Beneath this task are records; print exactly the stretch of them from the line with "self.set_session.set(self.app().session.current());" through the line with "fn into_string(self) ->", both ends included.

Dataset entries:

[Start of Attachment]

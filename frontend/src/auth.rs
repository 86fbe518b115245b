//! 认证模块
//!
//! 持有核心库的 `AppContext`，并把登录态同步为 Leptos 信号。
//! 路由服务通过注入的 `AuthContext` 读取登录态，与页面组件解耦。

use std::rc::Rc;

use coursehub::config::{ENV_API_URL, ENV_STORAGE_BUCKET, ENV_STORAGE_KEY, ENV_STORAGE_URL};
use coursehub_shared::{Session, Viewer};
use coursehub::{AppContext, ClientConfig, EnvAdapter, SessionEvent, SystemClock};
use leptos::prelude::*;

use crate::web::{BrowserHttp, WebStorage};

pub type CourseHub = AppContext<BrowserHttp>;

/// 构建期注入的环境变量
struct BuildEnv;

impl EnvAdapter for BuildEnv {
    fn var(&self, name: &str) -> Option<String> {
        let value = match name {
            ENV_API_URL => option_env!("COURSEHUB_API_URL"),
            ENV_STORAGE_URL => option_env!("COURSEHUB_STORAGE_URL"),
            ENV_STORAGE_KEY => option_env!("COURSEHUB_STORAGE_KEY"),
            ENV_STORAGE_BUCKET => option_env!("COURSEHUB_STORAGE_BUCKET"),
            _ => None,
        };
        value.map(str::to_string)
    }
}

fn load_config() -> ClientConfig {
    ClientConfig::from_env(&BuildEnv).unwrap_or_else(|e| {
        log::error!("invalid build configuration, using defaults: {}", e);
        ClientConfig::default()
    })
}

/// 认证上下文
///
/// 包含读信号，通过 Context 在组件间共享。
#[derive(Clone, Copy)]
pub struct AuthContext {
    app: StoredValue<Rc<CourseHub>, LocalStorage>,
    /// 当前登录态（只读）
    pub session: ReadSignal<Option<Session>>,
    set_session: WriteSignal<Option<Session>>,
    /// 最近一次登录态事件，路由服务据此重定向
    pub last_event: ReadSignal<Option<SessionEvent>>,
}

impl AuthContext {
    /// 创建新的认证上下文，从 localStorage 恢复登录态
    pub fn new() -> Self {
        let app = Rc::new(AppContext::new(
            load_config(),
            Rc::new(BrowserHttp),
            Rc::new(WebStorage::local()),
            Rc::new(WebStorage::session()),
            Rc::new(SystemClock),
        ));

        let (session, set_session) = signal(app.session.current());
        let (last_event, set_last_event) = signal(None::<SessionEvent>);

        let store = app.session.clone();
        app.session.subscribe(move |event| {
            set_session.set(store.current());
            set_last_event.set(Some(event));
        });

        Self {
            app: StoredValue::new_local(app),
            session,
            set_session,
            last_event,
        }
    }

    pub fn app(&self) -> Rc<CourseHub> {
        self.app.get_value()
    }

    pub fn viewer_signal(&self) -> Signal<Viewer> {
        let session = self.session;
        Signal::derive(move || Viewer::from_session(session.get().as_ref()))
    }

    /// 资料刷新不产生登录态事件，需要手动同步
    pub fn sync(&self) {
        self.set_session.set(self.app().session.current());
    }

    pub fn logout(&self) {
        self.app().logout();
    }
}

/// 从 Context 获取认证上下文
pub fn use_auth() -> AuthContext {
    use_context::<AuthContext>().expect("AuthContext should be provided")
}

/// 启动时刷新用户资料
pub fn init_auth(ctx: &AuthContext) {
    if ctx.session.get_untracked().is_none() {
        return;
    }
    let ctx = *ctx;
    leptos::task::spawn_local(async move {
        match ctx.app().refresh_profile().await {
            Ok(_) => ctx.sync(),
            Err(e) => log::warn!("profile refresh failed: {}", e),
        }
    });
}
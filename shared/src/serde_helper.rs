//! 宽松的反序列化辅助函数
//!
//! 后端返回的部分字段类型并不稳定：ID 可能是数字也可能是字符串，
//! 价格可能是 `0`、`"0"`、`"19.99"` 或 `null`。这里统一收敛为固定的 Rust 类型。

use chrono::{DateTime, NaiveDateTime, Utc};
use serde::{Deserialize, Deserializer};

#[derive(Deserialize)]
#[serde(untagged)]
enum NumberOrString {
    Int(i64),
    Float(f64),
    Text(String),
}

impl NumberOrString {
    fn into_string(self) -> String {
        match self {
            NumberOrString::Int(v) => v.to_string(),
            NumberOrString::Float(v) => v.to_string(),
            NumberOrString::Text(v) => v,
        }
    }

    fn into_f64(self) -> f64 {
        match self {
            NumberOrString::Int(v) => v as f64,
            NumberOrString::Float(v) => v,
            NumberOrString::Text(v) => v.trim().parse::<f64>().unwrap_or(0.0),
        }
    }
}

/// ID：数字或字符串 -> String
pub fn de_id<'de, D>(deserializer: D) -> Result<String, D::Error>
where
    D: Deserializer<'de>,
{
    NumberOrString::deserialize(deserializer).map(NumberOrString::into_string)
}

/// 可选 ID：`null` / 缺失 -> None
pub fn de_opt_id<'de, D>(deserializer: D) -> Result<Option<String>, D::Error>
where
    D: Deserializer<'de>,
{
    Option::<NumberOrString>::deserialize(deserializer)
        .map(|opt| opt.map(NumberOrString::into_string))
}

/// 数值：数字、数字字符串或 `null`，无法解析时按 0 处理
pub fn de_number<'de, D>(deserializer: D) -> Result<f64, D::Error>
where
    D: Deserializer<'de>,
{
    Option::<NumberOrString>::deserialize(deserializer)
        .map(|opt| opt.map(NumberOrString::into_f64).unwrap_or(0.0))
}

/// 可选数值：`null`、缺失或无法解析的字符串 -> None
pub fn de_opt_number<'de, D>(deserializer: D) -> Result<Option<f64>, D::Error>
where
    D: Deserializer<'de>,
{
    Option::<NumberOrString>::deserialize(deserializer).map(|opt| {
        opt.and_then(|v| match v {
            NumberOrString::Text(t) => t.trim().parse::<f64>().ok(),
            other => Some(other.into_f64()),
        })
    })
}

/// 可选时间：接受 RFC 3339，以及不带时区的 `YYYY-MM-DDTHH:MM:SS[.f]`（按 UTC 处理）。
/// 无法解析的字符串视为 None，不让整条记录解析失败。
pub fn de_opt_datetime<'de, D>(deserializer: D) -> Result<Option<DateTime<Utc>>, D::Error>
where
    D: Deserializer<'de>,
{
    let raw = Option::<String>::deserialize(deserializer)?;
    Ok(raw.as_deref().and_then(parse_datetime))
}

pub fn parse_datetime(raw: &str) -> Option<DateTime<Utc>> {
    let raw = raw.trim();
    if raw.is_empty() {
        return None;
    }
    if let Ok(dt) = DateTime::parse_from_rfc3339(raw) {
        return Some(dt.with_timezone(&Utc));
    }
    NaiveDateTime::parse_from_str(raw, "%Y-%m-%dT%H:%M:%S%.f")
        .or_else(|_| NaiveDateTime::parse_from_str(raw, "%Y-%m-%d %H:%M:%S%.f"))
        .ok()
        .map(|naive| naive.and_utc())
}

/// 列表：`null` 视为空列表
pub fn de_list<'de, D, T>(deserializer: D) -> Result<Vec<T>, D::Error>
where
    D: Deserializer<'de>,
    T: Deserialize<'de>,
{
    Option::<Vec<T>>::deserialize(deserializer).map(Option::unwrap_or_default)
}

[End of Attachment]

FINISHED EXERCISE:
        self.set_session.set(self.app().session.current());
    }

    pub fn logout(&self) {
        self.app().logout();
    }
}

/// 从 Context 获取认证上下文
pub fn use_auth() -> AuthContext {
    use_context::<AuthContext>().expect("AuthContext should be provided")
}

/// 启动时刷新用户资料
pub fn init_auth(ctx: &AuthContext) {
    if ctx.session.get_untracked().is_none() {
        return;
    }
    let ctx = *ctx;
    leptos::task::spawn_local(async move {
        match ctx.app().refresh_profile().await {
            Ok(_) => ctx.sync(),
            Err(e) => log::warn!("profile refresh failed: {}", e),
        }
    });
}
filename shared/src/serde_helper.rs
//! 宽松的反序列化辅助函数
//!
//! 后端返回的部分字段类型并不稳定：ID 可能是数字也可能是字符串，
//! 价格可能是 `0`、`"0"`、`"19.99"` 或 `null`。这里统一收敛为固定的 Rust 类型。

use chrono::{DateTime, NaiveDateTime, Utc};
use serde::{Deserialize, Deserializer};

#[derive(Deserialize)]
#[serde(untagged)]
enum NumberOrString {
    Int(i64),
    Float(f64),
    Text(String),
}

impl NumberOrString {
    fn into_string(self) -> String {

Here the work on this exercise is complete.